CLASSICAL REVIEWS: Precious Moments; the Kirov Ballet Birmingham Hippodrome ****
Byline: Susan Turner
The aptly-named Jewels, a glittering array of three diverse ballet styles, three composers, three costume and set changes - and one choreographer, George Balanchine, was the Kirov Ballet's opening offer to Birmingham.
The company was the first in Europe to stage Jewels in its entirety although in reality it is a fake full-length work and more a collection of standalone pieces wrapped up in a gemstone theme.
Emeralds, Rubies, Diamonds - just as their names suggest an increasing value so it is with this plotless ballet. Set to a Faure score, Emeralds is cool, romantic and vaguely mysterious. Balanchine described it as "perhaps the evocation of France, the France of elegance, comfort, dress, perfume."

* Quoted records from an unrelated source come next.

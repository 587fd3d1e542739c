use crate::state::messages::UiEvent;
use std::time::Duration;
use tokio::sync::mpsc;
use tokio::time::interval;

/// Periodic reload of the tournament on screen.
/// Only signals the UI loop; it knows which tournament is active.
pub struct PeriodicRefresher {
    ui_events: mpsc::Sender<UiEvent>,
    period: Duration,
}

impl PeriodicRefresher {
    pub fn new(ui_events: mpsc::Sender<UiEvent>, period: Duration) -> Self {
        Self { ui_events, period }
    }

    pub async fn run(self) {
        let mut refresh_interval = interval(self.period);
        // Skip the immediate first tick so startup loading isn't double-triggered.
        refresh_interval.tick().await;

        loop {
            refresh_interval.tick().await;
            if self.ui_events.send(UiEvent::RefreshDue).await.is_err() {
                break;
            }
        }
    }
}
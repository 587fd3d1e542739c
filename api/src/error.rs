use std::path::PathBuf;

pub type ApiResult<T> = Result<T, ApiError>;

/// Errors raised while fetching or decoding tournament documents.
#[derive(thiserror::Error, Debug)]
pub enum ApiError {
    /// The HTTP request could not be sent (DNS, TLS, timeout, ...).
    #[error("network error for {url}: {source}")]
    Network { url: String, source: reqwest::Error },

    /// The server answered with a non-success status other than 404.
    #[error("unexpected status {status} for {url}")]
    Status { url: String, status: reqwest::StatusCode },

    #[error("failed to read response body from {url}: {source}")]
    Body { url: String, source: reqwest::Error },

    #[error("could not read {}: {source}", path.display())]
    Io { path: PathBuf, source: std::io::Error },

    /// The document is not valid JSON or a field has the wrong type.
    #[error("invalid json at {location}: {source}")]
    Decode { location: String, source: serde_json::Error },

    #[error("not found: {0}")]
    NotFound(String),

    /// The document decoded but a record broke a model invariant.
    #[error("invalid record in {location}: {source}")]
    InvalidRecord { location: String, source: RecordError },
}

/// A single record refused at the document boundary.
#[derive(thiserror::Error, Debug, Clone, PartialEq, Eq)]
pub enum RecordError {
    #[error("match {index}: missing field `{field}`")]
    MissingField { index: usize, field: &'static str },

    #[error("match {index}: unknown stage `{stage}`")]
    UnknownStage { index: usize, stage: String },

    #[error("match {index}: `{team}` cannot play itself")]
    SameTeam { index: usize, team: String },

    #[error("{list} entry {index}: rank must be at least 1")]
    ZeroRank { list: &'static str, index: usize },

    #[error("{list} entry {index}: rank {rank} appears more than once")]
    DuplicateRank { list: &'static str, index: usize, rank: u32 },
}
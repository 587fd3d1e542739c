use crate::state::network::LoadingState;
use crossterm::event::KeyEvent;
use scores_api::{Tournament, TournamentSummary};

#[derive(Debug, Clone, PartialEq, Eq)]
pub enum NetworkRequest {
    LoadIndex,
    LoadTournament { slug: String },
    /// Reload of the tournament already on screen; keeps the old data visible.
    RefreshTournament { slug: String },
}

/// Tournament responses carry the slug they were requested for so the UI can
/// drop answers for a selection the user has already moved away from.
#[derive(Debug)]
pub enum NetworkResponse {
    LoadingStateChanged { loading_state: LoadingState },
    IndexLoaded { tournaments: Vec<TournamentSummary> },
    IndexFailed { message: String },
    TournamentLoaded { slug: String, tournament: Tournament },
    TournamentFailed { slug: String, message: String },
    RefreshFailed { slug: String, message: String },
}

#[derive(Debug, Clone)]
pub enum UiEvent {
    KeyPressed(KeyEvent),
    Resize,
    AppStarted,
    RefreshDue,
}
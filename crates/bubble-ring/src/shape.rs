//! Generating the initial, irregular ring.

use core::f64::consts::{PI, TAU};

use rand::prelude::*;
use serde::{Deserialize, Serialize};

use crate::{
    physics::vector::{self, Vector},
    Jitter, Perturbation, SimulationConfig,
};

/// A contiguous range of ring angles over which points are pushed outward.
///
/// A point at ring angle `θ` inside the window is pushed away from the center by `max_offset * sin(u * π * frequency)`, where `u` runs from 0 at
/// `start_angle` to 1 at `end_angle`. With a frequency of 1 the bulge is a single smooth hump that vanishes at both edges.
///
/// Membership is measured around the circle, so a window may extend past `2π` and wrap around to the first points of the ring.
#[derive(Debug, Clone, Copy, PartialEq, Serialize, Deserialize)]
pub struct AngularWindow {
    /// The angle at which the window starts, in radians.
    pub start_angle: f64,
    /// The angle at which the window ends, in radians. Must be greater than `start_angle`.
    pub end_angle: f64,
    /// The largest outward offset.
    pub max_offset: f64,
    /// The number of half-periods of the sine profile across the window.
    pub frequency: f64,
}

impl AngularWindow {
    /// Creates a new `AngularWindow`.
    #[must_use]
    pub const fn new(start_angle: f64, end_angle: f64, max_offset: f64, frequency: f64) -> Self {
        Self {
            start_angle,
            end_angle,
            max_offset,
            frequency,
        }
    }

    /// Returns the angular span of the window.
    #[must_use]
    pub fn span(&self) -> f64 {
        self.end_angle - self.start_angle
    }

    /// Checks that the window is well-formed.
    ///
    /// # Errors
    ///
    /// - If any value is not finite.
    /// - If the window is empty or spans more than a full turn.
    pub fn validate(&self) -> Result<(), String> {
        if ![self.start_angle, self.end_angle, self.max_offset, self.frequency].iter().all(|x| x.is_finite()) {
            return Err(format!("Angular window values must be finite, got {self:?}"));
        }
        if self.span() <= 0.0 || self.span() > TAU {
            return Err(format!(
                "Angular window must satisfy start < end <= start + 2π, got [{}, {})",
                self.start_angle, self.end_angle
            ));
        }
        Ok(())
    }

    /// Returns the outward offset of a point at ring angle `theta`, or `None` if the point is outside the window.
    #[must_use]
    pub fn offset_at(&self, theta: f64) -> Option<f64> {
        let span = self.span();
        let relative = (theta - self.start_angle).rem_euclid(TAU);
        (relative < span).then(|| {
            let u = relative / span;
            self.max_offset * (u * PI * self.frequency).sin()
        })
    }

    /// Pushes a point at ring angle `theta` outward, if it lies in the window.
    #[must_use]
    pub fn displace(&self, position: &Vector, theta: f64) -> Vector {
        self.offset_at(theta).map_or(*position, |offset| {
            vector::add(position, &vector::scale(&vector::from_angle(theta), offset))
        })
    }
}

/// Produces the initial positions of the points on the ring.
///
/// The `i`-th of `n` points starts on the circle of the nominal radius at angle `θ_i = 2π i / n`. It is then jittered by a small random offset (see
/// [`Jitter`]) and pushed outward by every angular window that contains `θ_i`. Windows always use the base ring angle, not the angle of the displaced
/// point.
#[derive(Debug, Clone, PartialEq)]
pub struct ShapeGenerator {
    /// The number of points.
    num_points: usize,
    /// The nominal radius.
    radius: f64,
    /// Random offsets, if any.
    jitter: Option<Jitter>,
    /// The angular windows.
    perturbation: Perturbation,
}

impl ShapeGenerator {
    /// Creates a `ShapeGenerator` from the relevant fields of the configuration.
    ///
    /// The configuration is expected to have been validated.
    #[must_use]
    pub fn from_config(config: &SimulationConfig) -> Self {
        Self {
            num_points: config.num_points,
            radius: config.radius,
            jitter: config.jitter,
            perturbation: config.perturbation.clone(),
        }
    }

    /// Returns the ring angle of the point at index `i`.
    #[must_use]
    #[expect(clippy::cast_precision_loss)]
    pub fn angle_of(&self, i: usize) -> f64 {
        i as f64 * TAU / self.num_points as f64
    }

    /// Draws the angular windows for one ring.
    ///
    /// Fixed windows are returned as they are; random windows are drawn from `rng`.
    pub fn windows<R: Rng + ?Sized>(&self, rng: &mut R) -> Vec<AngularWindow> {
        match &self.perturbation {
            Perturbation::None => Vec::new(),
            Perturbation::Fixed { windows } => windows.clone(),
            &Perturbation::Random {
                min_count,
                max_count,
                min_span,
                max_span,
                max_offset_fraction,
                frequency,
            } => {
                let count = rng.random_range(min_count..=max_count);
                let max_offset = max_offset_fraction * self.radius;
                (0..count)
                    .map(|_| {
                        let start = rng.random_range(0.0..TAU);
                        let span = rng.random_range(min_span..=max_span);
                        let offset = rng.random_range(0.0..=max_offset);
                        AngularWindow::new(start, start + span, offset, frequency)
                    })
                    .collect()
            }
        }
    }

    /// Generates the positions of the points, in ring order.
    pub fn generate<R: Rng + ?Sized>(&self, rng: &mut R) -> Vec<Vector> {
        let windows = self.windows(rng);
        ftlog::debug!("Generating a ring of {} points with {} windows", self.num_points, windows.len());

        (0..self.num_points)
            .map(|i| {
                let theta = self.angle_of(i);
                let base = vector::scale(&vector::from_angle(theta), self.radius);
                let jittered = self.jitter.map_or(base, |j| self.jitter_point(&base, theta, &j, rng));
                windows.iter().fold(jittered, |p, w| w.displace(&p, theta))
            })
            .collect()
    }

    /// Moves a point by a random offset near its slot on the ring.
    fn jitter_point<R: Rng + ?Sized>(&self, position: &Vector, theta: f64, jitter: &Jitter, rng: &mut R) -> Vector {
        let (max_angle, max_radius) = jitter.bounds(self.num_points, self.radius);
        let offset_angle = draw_below(max_angle, rng);
        let offset_radius = draw_below(max_radius, rng);
        vector::add(position, &vector::scale(&vector::from_angle(theta + offset_angle), offset_radius))
    }
}

/// Draws uniformly from `[0, bound)`, or returns zero if the range is empty.
fn draw_below<R: Rng + ?Sized>(bound: f64, rng: &mut R) -> f64 {
    if bound > 0.0 {
        rng.random_range(0.0..bound)
    } else {
        0.0
    }
}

It is also the least convincing of the trio of trinkets with the least challenging steps and shiny green leotards and dingy net skirts (recreated from Karinska's original designs) that could be from an amateur dance show.
Olesya Novikova and Anastasia Kolegova in the leading female roles both had a captivating youthfulness, however, that suited the mood of the piece and rescued it from bland.
Where Emeralds is serene, Rubies is American bravura. The audience gasped as the curtain rose on strands of giant jewels suspended in air and dancers in short tunics with flippy skirts encrusted in rubies.
This scene is the Balanchine we know best, all quirky-angled arms and legs and off-centred positions set to a Stravinsky score virtually impossible to count.
Balanchine, Russian-born and himself a former Kirov dancer, created Jewels for his New York City Ballet almost 40 years ago. …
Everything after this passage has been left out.